INFORMATION PROVIDED below:

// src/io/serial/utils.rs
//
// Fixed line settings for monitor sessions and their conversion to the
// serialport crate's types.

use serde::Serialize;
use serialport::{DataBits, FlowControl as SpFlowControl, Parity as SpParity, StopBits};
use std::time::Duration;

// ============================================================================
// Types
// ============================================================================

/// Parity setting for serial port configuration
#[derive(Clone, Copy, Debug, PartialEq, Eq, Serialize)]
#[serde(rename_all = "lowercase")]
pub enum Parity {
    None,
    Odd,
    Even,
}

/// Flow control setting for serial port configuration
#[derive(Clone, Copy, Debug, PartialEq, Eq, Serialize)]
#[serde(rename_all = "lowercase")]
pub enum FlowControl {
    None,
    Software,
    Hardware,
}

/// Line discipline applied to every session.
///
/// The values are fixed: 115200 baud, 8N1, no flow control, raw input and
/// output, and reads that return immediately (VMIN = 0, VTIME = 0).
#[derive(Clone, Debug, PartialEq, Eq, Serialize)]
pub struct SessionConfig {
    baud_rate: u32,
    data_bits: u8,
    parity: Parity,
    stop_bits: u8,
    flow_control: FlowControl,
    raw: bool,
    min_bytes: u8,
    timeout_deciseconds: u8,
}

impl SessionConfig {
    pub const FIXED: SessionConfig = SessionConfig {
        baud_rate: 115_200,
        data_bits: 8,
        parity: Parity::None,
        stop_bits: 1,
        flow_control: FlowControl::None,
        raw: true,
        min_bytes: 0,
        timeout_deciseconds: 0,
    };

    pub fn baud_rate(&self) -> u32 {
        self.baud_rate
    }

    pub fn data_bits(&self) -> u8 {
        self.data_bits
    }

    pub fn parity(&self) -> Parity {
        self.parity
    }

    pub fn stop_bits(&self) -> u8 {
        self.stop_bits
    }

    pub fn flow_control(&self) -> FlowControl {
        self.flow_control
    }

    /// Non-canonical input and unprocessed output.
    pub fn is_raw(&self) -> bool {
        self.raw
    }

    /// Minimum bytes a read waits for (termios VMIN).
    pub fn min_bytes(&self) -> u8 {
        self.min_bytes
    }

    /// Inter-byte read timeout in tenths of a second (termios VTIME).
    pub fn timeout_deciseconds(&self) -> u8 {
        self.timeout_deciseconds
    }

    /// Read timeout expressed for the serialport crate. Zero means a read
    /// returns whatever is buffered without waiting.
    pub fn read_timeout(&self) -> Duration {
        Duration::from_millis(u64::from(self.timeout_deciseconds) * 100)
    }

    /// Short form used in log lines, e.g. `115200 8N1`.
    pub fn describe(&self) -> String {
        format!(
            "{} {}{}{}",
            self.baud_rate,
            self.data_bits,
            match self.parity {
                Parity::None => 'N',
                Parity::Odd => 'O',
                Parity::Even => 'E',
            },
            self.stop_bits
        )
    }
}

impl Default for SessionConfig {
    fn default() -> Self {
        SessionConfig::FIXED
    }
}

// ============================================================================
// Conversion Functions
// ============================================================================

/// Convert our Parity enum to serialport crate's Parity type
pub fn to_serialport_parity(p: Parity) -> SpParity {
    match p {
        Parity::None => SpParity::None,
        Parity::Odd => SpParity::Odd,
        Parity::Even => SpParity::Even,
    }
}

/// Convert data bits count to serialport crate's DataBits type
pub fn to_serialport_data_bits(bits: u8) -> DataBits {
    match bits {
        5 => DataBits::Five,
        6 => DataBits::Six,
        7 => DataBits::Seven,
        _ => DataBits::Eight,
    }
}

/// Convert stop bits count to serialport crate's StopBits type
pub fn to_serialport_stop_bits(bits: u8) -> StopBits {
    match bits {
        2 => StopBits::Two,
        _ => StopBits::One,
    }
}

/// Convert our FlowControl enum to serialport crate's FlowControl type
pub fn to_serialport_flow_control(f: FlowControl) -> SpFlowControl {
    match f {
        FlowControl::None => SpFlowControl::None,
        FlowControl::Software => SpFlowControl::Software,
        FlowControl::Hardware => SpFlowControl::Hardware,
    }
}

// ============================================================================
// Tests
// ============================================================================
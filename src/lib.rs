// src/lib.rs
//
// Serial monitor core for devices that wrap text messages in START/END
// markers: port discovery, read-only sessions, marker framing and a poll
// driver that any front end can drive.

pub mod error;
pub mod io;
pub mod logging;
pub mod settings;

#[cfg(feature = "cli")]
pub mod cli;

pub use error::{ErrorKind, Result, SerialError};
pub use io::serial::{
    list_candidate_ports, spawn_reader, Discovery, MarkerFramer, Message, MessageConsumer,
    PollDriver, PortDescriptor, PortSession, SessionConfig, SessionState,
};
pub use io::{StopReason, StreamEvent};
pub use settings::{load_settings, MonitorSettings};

End of INFORMATION PROVIDED.

» **EXERCISE OBJECTIVE**:
Lines from the start of the records through the one containing "pub struct SessionConfig" are what should be retyped, exactly and in full, both ends included.

» **EXPECTED ANSWER**:
// src/io/serial/utils.rs
//
// Fixed line settings for monitor sessions and their conversion to the
// serialport crate's types.

use serde::Serialize;
use serialport::{DataBits, FlowControl as SpFlowControl, Parity as SpParity, StopBits};
use std::time::Duration;

// ============================================================================
// Types
// ============================================================================

/// Parity setting for serial port configuration
#[derive(Clone, Copy, Debug, PartialEq, Eq, Serialize)]
#[serde(rename_all = "lowercase")]
pub enum Parity {
    None,
    Odd,
    Even,
}

/// Flow control setting for serial port configuration
#[derive(Clone, Copy, Debug, PartialEq, Eq, Serialize)]
#[serde(rename_all = "lowercase")]
pub enum FlowControl {
    None,
    Software,
    Hardware,
}

/// Line discipline applied to every session.
///
/// The values are fixed: 115200 baud, 8N1, no flow control, raw input and
/// output, and reads that return immediately (VMIN = 0, VTIME = 0).
#[derive(Clone, Debug, PartialEq, Eq, Serialize)]
pub struct SessionConfig {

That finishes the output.